In everyday lingo..a strong bodybuilder type with shining rippling muscles would be mentioned as " is deean KAMAIIAN keeteahn"....which means he has been at the GYM (practising/exercising"....and the results are obvious...

A mother may well question her worthless drug addict son...."Kee KAMAII" karkeh liayaan...even IF hes returning back form SCHOOL !!.....meaning is clear also.

Gurmatt is PRACTICAL...Kirt...Honest Hard labour..Kamaii (practise of Gurmatt principles..Creators attributes..SACH DEE KAMAII wild be earnings of TRUTHFUL LIVING..waand chhaknna naam jappnna remembering HIM thanking HIM..are all important.


----------



## Ishna (Dec 15, 2012)

Thanks for the replies.

If the word 'singing' doesn't appear in the shabad, any ideas why it's been inserted into both translations?

What does the word 'pacẖẖāṇi▫ā' mean, please?


To me there is a big difference between the two translations:
One is saying the performance of good deeds is how you 'sing praises'.
The other one talks about literal singing.
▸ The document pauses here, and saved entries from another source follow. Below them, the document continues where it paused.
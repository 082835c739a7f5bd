//! reskin CLI binary
//!
//! All logic is in the library; main.rs only invokes cli::run().

fn main() {
    // cli::run() prints everything, errors included
    if let Err(code) = reskin::cli::run() {
        std::process::exit(code.as_i32());
    }
}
Which is odd if the word 'singing' or something similar doesn't even appear in the original.


Thanks


----------



## spnadmin (Dec 16, 2012)

ਜਨ ਨਾਨਕਿ ਬ੍ਰਹਮੁ ਪਛਾਣਿਆ ਹਰਿ ਕੀਰਤਿ ਕਰਮ ਕਮਾਉ ॥੨॥ 

Jan =  Slave, devotee

Nānak  = Nanak

barahm = all pervading Lord/ Brahm

pacẖẖāṇi▫ā  = praising/singing praise

har = Lord of the Universe/Hari

kīraṯ = realizes/in context realizes one's inner self

karam  = good deed/ in context virtuous life or virtuous actions  *ਕਰਮ *   The word is karam not karma

kamā▫o.  = earns, gains, works toward

Because the tuk is a line of poetry and even in English the grammar of poetry can be ambiguous, the translator has to decide what English phrase structure best fits the underlying meaning. So not only can there be 2 different renderings of the tuk but here is yet another 3rd rendering. 

The servant-devotee thus realizes God; praising Divine virtues becomes his/ her pursuit in life. 2. (from Rawel Singh at http://www.sadhsangat.com)

I can give a 4th translation, but my tikka is downstairs and I am in the bedroom. Hope I remember tomorrow. That one is worth it because the translator uses voluminous footnotes. lol


----------



## Ishna (Dec 16, 2012)

Thanks adminji for the word-for-word translation.  It helps a lot.  peacesignkaur


----------



## Gyani Jarnail Singh (Dec 16, 2012)

Spnadmin Ji..You are RIGHT...Kirt kamao can be Pursuit in Life..Lifes Mission..ambition to achieve...Thanks Jios.


----------